One way of understanding the significance of Christina Van Dyke's book A Hidden Wisdom is as a plea for the recovery of an ideal of philosophy as, in part, ‘a way of life’, and for a reintegration of that ideal into current philosophical practice. In this review, I consider how this proposal might be developed.

Type
Book Symposium
Copyright
Copyright © The Author(s), 2023. Published by Cambridge University Press

There are various ways in which we might understand the significance of Christina Van Dyke's important book, A Hidden Wisdom: Medieval Contemplatives on Self-Knowledge, Reason, Love, Persons, and Immortality, and here is one.

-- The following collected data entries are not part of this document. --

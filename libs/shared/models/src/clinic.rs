//! Typed clinic records. Each struct mirrors one relational table; the store
//! maps rows to these explicitly, column by column.

use std::fmt;
use std::str::FromStr;

use chrono::{DateTime, NaiveDate, Utc};
use serde::{Deserialize, Serialize};
use serde_json::Value;
use thiserror::Error;

#[derive(Debug, Clone, PartialEq, Eq, Error)]
#[error("invalid {kind} value: {value}")]
pub struct ParseEnumError {
    pub kind: &'static str,
    pub value: String,
}

macro_rules! string_enum {
    ($name:ident, $kind:literal, { $($variant:ident => $text:literal),+ $(,)? }) => {
        impl $name {
            pub fn as_str(&self) -> &'static str {
                match self {
                    $($name::$variant => $text),+
                }
            }
        }

        impl fmt::Display for $name {
            fn fmt(&self, f: &mut fmt::Formatter<'_>) -> fmt::Result {
                f.write_str(self.as_str())
            }
        }

        impl FromStr for $name {
            type Err = ParseEnumError;

            fn from_str(s: &str) -> Result<Self, Self::Err> {
                match s {
                    $($text => Ok($name::$variant),)+
                    other => Err(ParseEnumError { kind: $kind, value: other.to_string() }),
                }
            }
        }
    };
}

// ==============================================================================
// ENUMS
// ==============================================================================

#[derive(Debug, Clone, Copy, PartialEq, Eq, Hash, Serialize, Deserialize)]
#[serde(rename_all = "snake_case")]
pub enum Role {
    Patient,
    Doctor,
    Admin,
}

string_enum!(Role, "role", {
    Patient => "patient",
    Doctor => "doctor",
    Admin => "admin",
});

/// Activation state shared by every entity that can be switched off.
#[derive(Debug, Clone, Copy, PartialEq, Eq, Hash, Serialize, Deserialize)]
#[serde(rename_all = "snake_case")]
pub enum EntityState {
    Active,
    Inactive,
}

string_enum!(EntityState, "state", {
    Active => "active",
    Inactive => "inactive",
});

#[derive(Debug, Clone, Copy, PartialEq, Eq, Hash, Serialize, Deserialize)]
pub enum BloodType {
    #[serde(rename = "O+")]
    OPositive,
    #[serde(rename = "O-")]
    ONegative,
    #[serde(rename = "A+")]
    APositive,
    #[serde(rename = "A-")]
    ANegative,
    #[serde(rename = "B+")]
    BPositive,
    #[serde(rename = "B-")]
    BNegative,
    #[serde(rename = "AB+")]
    AbPositive,
    #[serde(rename = "AB-")]
    AbNegative,
}

string_enum!(BloodType, "blood type", {
    OPositive => "O+",
    ONegative => "O-",
    APositive => "A+",
    ANegative => "A-",
    BPositive => "B+",
    BNegative => "B-",
    AbPositive => "AB+",
    AbNegative => "AB-",
});

#[derive(Debug, Clone, Copy, PartialEq, Eq, Hash, Serialize, Deserialize)]
#[serde(rename_all = "snake_case")]
pub enum AppointmentState {
    Pending,
    Confirmed,
    Completed,
    Cancelled,
}

string_enum!(AppointmentState, "appointment state", {
    Pending => "pending",
    Confirmed => "confirmed",
    Completed => "completed",
    Cancelled => "cancelled",
});

impl AppointmentState {
    /// States that hold the (doctor, time) slot.
    pub const SLOT_HOLDING: [AppointmentState; 3] = [
        AppointmentState::Pending,
        AppointmentState::Confirmed,
        AppointmentState::Completed,
    ];

    /// Still upcoming: counts towards a doctor's next available slot.
    pub fn is_upcoming(&self) -> bool {
        matches!(self, AppointmentState::Pending | AppointmentState::Confirmed)
    }

    pub fn holds_slot(&self) -> bool {
        *self != AppointmentState::Cancelled
    }

    pub fn is_terminal(&self) -> bool {
        matches!(self, AppointmentState::Completed | AppointmentState::Cancelled)
    }
}

#[derive(Debug, Clone, Copy, PartialEq, Eq, Hash, Serialize, Deserialize)]
#[serde(rename_all = "snake_case")]
pub enum PaymentState {
    Pending,
    Completed,
    Cancelled,
}

string_enum!(PaymentState, "payment state", {
    Pending => "pending",
    Completed => "completed",
    Cancelled => "cancelled",
});

#[derive(Debug, Clone, Copy, PartialEq, Eq, Hash, Serialize, Deserialize)]
#[serde(rename_all = "snake_case")]
pub enum AuditAction {
    Insert,
    Update,
    Delete,
}

string_enum!(AuditAction, "audit action", {
    Insert => "insert",
    Update => "update",
    Delete => "delete",
});

/// Tables whose mutations are recorded in the audit log.
#[derive(Debug, Clone, Copy, PartialEq, Eq, Hash, Serialize, Deserialize)]
#[serde(rename_all = "snake_case")]
pub enum AuditTable {
    Appointments,
    Doctors,
    Patients,
    Users,
    Specialties,
}

string_enum!(AuditTable, "audited table", {
    Appointments => "appointments",
    Doctors => "doctors",
    Patients => "patients",
    Users => "users",
    Specialties => "specialties",
});

impl AuditTable {
    pub const ALL: [AuditTable; 5] = [
        AuditTable::Appointments,
        AuditTable::Doctors,
        AuditTable::Patients,
        AuditTable::Users,
        AuditTable::Specialties,
    ];
}

// ==============================================================================
// ENTITIES
// ==============================================================================

/// Base identity referenced by doctors and patients.
#[derive(Debug, Clone, PartialEq, Serialize, Deserialize)]
pub struct User {
    pub id: i64,
    pub email: String,
    pub first_name: String,
    pub last_name: String,
    pub national_id: Option<String>,
    pub role: Role,
    pub state: EntityState,
    pub version: i64,
    pub created_at: DateTime<Utc>,
    pub updated_at: DateTime<Utc>,
}

#[derive(Debug, Clone, PartialEq, Serialize, Deserialize)]
pub struct Specialty {
    pub id: i64,
    pub name: String,
    pub description: Option<String>,
    pub version: i64,
    pub created_at: DateTime<Utc>,
    pub updated_at: DateTime<Utc>,
}

#[derive(Debug, Clone, PartialEq, Serialize, Deserialize)]
pub struct Doctor {
    pub id: i64,
    pub user_id: i64,
    pub specialty_id: i64,
    pub license_number: String,
    pub consult_fee: f64,
    pub phone: Option<String>,
    pub state: EntityState,
    /// Opaque weekly schedule descriptor.
    pub availability: Option<Value>,
    pub next_available_slot: Option<DateTime<Utc>>,
    pub last_consultation: Option<DateTime<Utc>>,
    pub version: i64,
    pub created_at: DateTime<Utc>,
    pub updated_at: DateTime<Utc>,
}

impl Doctor {
    pub fn is_active(&self) -> bool {
        self.state == EntityState::Active
    }
}

#[derive(Debug, Clone, PartialEq, Serialize, Deserialize)]
pub struct Patient {
    pub id: i64,
    pub user_id: i64,
    pub phone: Option<String>,
    pub birth_date: NaiveDate,
    pub blood_type: Option<BloodType>,
    pub allergies: Option<String>,
    pub chronic_conditions: Option<String>,
    pub medications: Option<String>,
    pub emergency_contact: Option<String>,
    pub federated_uid: Option<String>,
    pub appointment_count: i64,
    pub last_consultation: Option<DateTime<Utc>>,
    pub version: i64,
    pub created_at: DateTime<Utc>,
    pub updated_at: DateTime<Utc>,
}

#[derive(Debug, Clone, PartialEq, Serialize, Deserialize)]
pub struct Appointment {
    pub id: i64,
    pub patient_id: i64,
    pub doctor_id: i64,
    pub scheduled_at: DateTime<Utc>,
    pub reason: Option<String>,
    pub state: AppointmentState,
    pub notes: Option<String>,
    pub cancelled_at: Option<DateTime<Utc>>,
    /// Pending bookings lapse at this instant unless confirmed.
    pub expires_at: Option<DateTime<Utc>>,
    pub version: i64,
    pub created_at: DateTime<Utc>,
    pub updated_at: DateTime<Utc>,
}

#[derive(Debug, Clone, PartialEq, Serialize, Deserialize)]
pub struct Payment {
    pub id: i64,
    pub appointment_id: i64,
    pub amount: f64,
    pub method: String,
    pub state: PaymentState,
    pub gateway_reference: Option<String>,
    pub version: i64,
    pub created_at: DateTime<Utc>,
    pub updated_at: DateTime<Utc>,
}

#[derive(Debug, Clone, PartialEq, Serialize, Deserialize)]
pub struct Attachment {
    pub id: i64,
    pub appointment_id: i64,
    pub kind: String,
    pub url: String,
    pub name: String,
    pub uploaded_at: DateTime<Utc>,
}

/// One immutable entry of the audit log.
#[derive(Debug, Clone, PartialEq, Serialize, Deserialize)]
pub struct AuditRecord {
    pub id: i64,
    pub table_name: AuditTable,
    pub action: AuditAction,
    pub record_id: i64,
    pub before_state: Option<Value>,
    pub after_state: Option<Value>,
    pub actor_user_id: Option<i64>,
    pub occurred_at: DateTime<Utc>,
}

#[cfg(test)]
mod tests {
    use super::*;

    #[test]
    fn enums_round_trip_through_text() {
        assert_eq!("cancelled".parse::<AppointmentState>(), Ok(AppointmentState::Cancelled));
        assert_eq!("AB-".parse::<BloodType>(), Ok(BloodType::AbNegative));
        assert_eq!(AuditTable::Specialties.to_string(), "specialties");
    }

    #[test]
    fn unknown_values_are_rejected() {
        let err = "payments".parse::<AuditTable>().unwrap_err();
        assert_eq!(err.kind, "audited table");
        assert!("archived".parse::<AppointmentState>().is_err());
    }

    #[test]
    fn terminal_states() {
        assert!(AppointmentState::Completed.is_terminal());
        assert!(AppointmentState::Cancelled.is_terminal());
        assert!(!AppointmentState::Confirmed.is_terminal());
        assert!(AppointmentState::Completed.holds_slot());
        assert!(!AppointmentState::Completed.is_upcoming());
    }

    #[test]
    fn blood_type_serializes_with_sign() {
        let json = serde_json::to_string(&BloodType::OPositive).unwrap();
        assert_eq!(json, "\"O+\"");
    }
}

In his widely discussed text Philosophy as a Way of Life, Pierre Hadot (Reference Hadot1995) has argued that the philosophical schools of the Hellenistic period, which stand at the source of the western philosophical tradition, were comprised both of ‘philosophical discourse’ – that is, bodies of theory concerning various topics in metaphysics, epistemology, and ethics – and also a ‘way of life’ – involving a set of practical precepts, and associated spiritual exercises, which were intended to contribute to the moral and emotional formation of the person, and thereby to their flourishing according to the ideals of life propounded by the relevant school. Hadot maintains that for the philosophers of the ancient world, the way of life was prior to the discourse, in the sense that the discourse was intended to serve the way of life, most obviously, by representing the cosmos and ourselves in ways that would be, in practical terms, spiritually productive. Hadot adds that this conception of philosophy, as ordered fundamentally to the enactment of a certain ideal of life, was lost in the Middle Ages, due to the split that occurred then between philosophy as a ‘discourse’ or body of specialized theory, and philosophy as a set of exercises designed to enable a certain way of life – with the first becoming the preserve of the emerging universities, and the second being consigned to Christian devotional practice. So according to Hadot, there are two modes of philosophizing, the discursive and theoretical and, second, the practical and imaginative, and these were once closely connected, but have for the best part of a thousand years, in the western tradition anyway, proceeded largely independently of one another, to such an extent that only the first is recognized as genuinely ‘philosophical’ in our current academic discourse.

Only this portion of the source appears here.